Marine Actinobacteria remain relatively unexplored, but previous
Researchers have concluded that Actinobacteria “produce a different kind of biochemical [substance] with numerous carbon skeletons, which have been found to be the main component interfering with human pathogenesis at different sites.” This discovery might lead to the development of new targeted medicines.
A new study featuring in Frontiers in Microbiology reveals that a common species of seaweed called Laminaria ochroleuca, which is a rich source of Actinobacteria, may have antimicrobial and anticancer properties that scientists could use to develop new drugs.
“About half of the 20,000+ microbe-derived drug candidates currently known come from Actinobacteria,” says senior author Dr. Maria de Fátima Carvalho from the Interdisciplinary Centre of Marine and Environmental Research (CiiMAR) in Portugal.
Actinobacteria occur predominantly in sediments on the seafloor, but they can also live inside seaweed. The abundance of these bacteria in the sea could be a considerable benefit for scientists, as Dr. Carvalho explains:
“Now the supply of new species on land — where they form spores and branched networks just like a fungus — is beginning to run out.”
“Several novel drug leads derived from marine Actinobacteria are already known. These include anticancer agent salinosporamide A, currently in clinical trials, and several new antibiotics that are effective against drug-resistant infections like MRSA and tuberculosis,” adds Dr. Carvalho.
L. ochroleuca is a brown alga that forms complex and diverse structures called kelp forests. Researchers were aware that in some kelp species, Actinobacteria donate protective compounds in return for nutrition and physical protection, but this is the first study that focuses on the bacteria inside L. ochroleuca.
The research team analyzed samples of L. ochroleuca from northern Portugal. After culturing the samples for 6 weeks in the laboratory, the scientists isolated 90 Actinobacterial strains, which they screened for antimicrobial and anticancer activity.
The study revealed that 45 of the Actinobacterial extracts inhibited the growth of harmful bacteria, such as Candida albicans and Staphylococcus aureus, which can cause skin infections. Some of the extracts remained effective at very low concentrations. Several extracts also showed some anticancer activity.
According to Dr. Carvalho, “Seven of the extracts inhibited growth of breast and particularly nerve cell cancers, while having no effect on noncancer cells.” The scientists concluded that the seaweed L. ochroleuca contains high levels of Actinobacteria with potential cancer-fighting and antimicrobial properties.

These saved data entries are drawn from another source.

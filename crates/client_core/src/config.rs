use std::{collections::HashMap, fs, path::PathBuf, time::Duration};

#[derive(Debug, Clone)]
pub struct BotConfig {
    /// Login shard that issues handshake tokens and confirmation polls.
    pub login_host: String,
    /// Root directory for the persisted session blob.
    pub storage_root: PathBuf,
    pub user_agent: String,
    /// Base unit of the supervised login backoff; the sleep is this value
    /// multiplied by the retry counter.
    pub retry_base: Duration,
    pub debug: bool,
}

impl Default for BotConfig {
    fn default() -> Self {
        Self {
            login_host: "https://login.weixin.qq.com".into(),
            storage_root: PathBuf::from(".webchat/session"),
            user_agent: "Mozilla/5.0 (Macintosh; Intel Mac OS X 10_12_2) AppleWebKit/602.3.12 \
                         (KHTML, like Gecko) Version/10.0.2 Safari/602.3.12"
                .into(),
            retry_base: Duration::from_secs(60),
            debug: false,
        }
    }
}

pub fn load_config() -> BotConfig {
    let mut config = BotConfig::default();

    if let Ok(raw) = fs::read_to_string("bot.toml") {
        if let Ok(file_cfg) = toml::from_str::<HashMap<String, String>>(&raw) {
            apply_file_overrides(&mut config, &file_cfg);
        }
    }

    if let Ok(v) = std::env::var("BOT_LOGIN_HOST") {
        config.login_host = v;
    }
    if let Ok(v) = std::env::var("BOT_STORAGE_ROOT") {
        config.storage_root = PathBuf::from(v);
    }
    if let Ok(v) = std::env::var("BOT_USER_AGENT") {
        config.user_agent = v;
    }
    if let Ok(v) = std::env::var("BOT_RETRY_BASE_SECS") {
        if let Ok(secs) = v.parse::<u64>() {
            config.retry_base = Duration::from_secs(secs);
        }
    }
    if let Ok(v) = std::env::var("BOT_DEBUG") {
        config.debug = v == "1" || v.eq_ignore_ascii_case("true");
    }

    config
}

fn apply_file_overrides(config: &mut BotConfig, file_cfg: &HashMap<String, String>) {
    if let Some(v) = file_cfg.get("login_host") {
        config.login_host = v.clone();
    }
    if let Some(v) = file_cfg.get("storage_root") {
        config.storage_root = PathBuf::from(v);
    }
    if let Some(v) = file_cfg.get("user_agent") {
        config.user_agent = v.clone();
    }
    if let Some(v) = file_cfg.get("retry_base_secs") {
        if let Ok(secs) = v.parse::<u64>() {
            config.retry_base = Duration::from_secs(secs);
        }
    }
    if let Some(v) = file_cfg.get("debug") {
        config.debug = v == "1" || v.eq_ignore_ascii_case("true");
    }
}

#[cfg(test)]
mod tests {
    use super::*;

    #[test]
    fn file_overrides_replace_defaults() {
        let mut config = BotConfig::default();
        let mut file_cfg = HashMap::new();
        file_cfg.insert("login_host".to_string(), "http://127.0.0.1:9".to_string());
        file_cfg.insert("retry_base_secs".to_string(), "5".to_string());
        file_cfg.insert("debug".to_string(), "true".to_string());

        apply_file_overrides(&mut config, &file_cfg);

        assert_eq!(config.login_host, "http://127.0.0.1:9");
        assert_eq!(config.retry_base, Duration::from_secs(5));
        assert!(config.debug);
    }

    #[test]
    fn unparseable_retry_base_keeps_default() {
        let mut config = BotConfig::default();
        let mut file_cfg = HashMap::new();
        file_cfg.insert("retry_base_secs".to_string(), "soon".to_string());

        apply_file_overrides(&mut config, &file_cfg);

        assert_eq!(config.retry_base, Duration::from_secs(60));
    }
}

Further tests on these powerful strains of bacteria confirmed that some of the effects are attributable to compounds that the researchers could not find in databases of bioactive compounds. The authors of the study are keen to continue their investigation of these novel chemicals.
“We identified extracts from two Actinobacteria strains that do not match any known compounds in the most comprehensive international database of natural bioactive compounds. We intend to follow up on these exciting results.”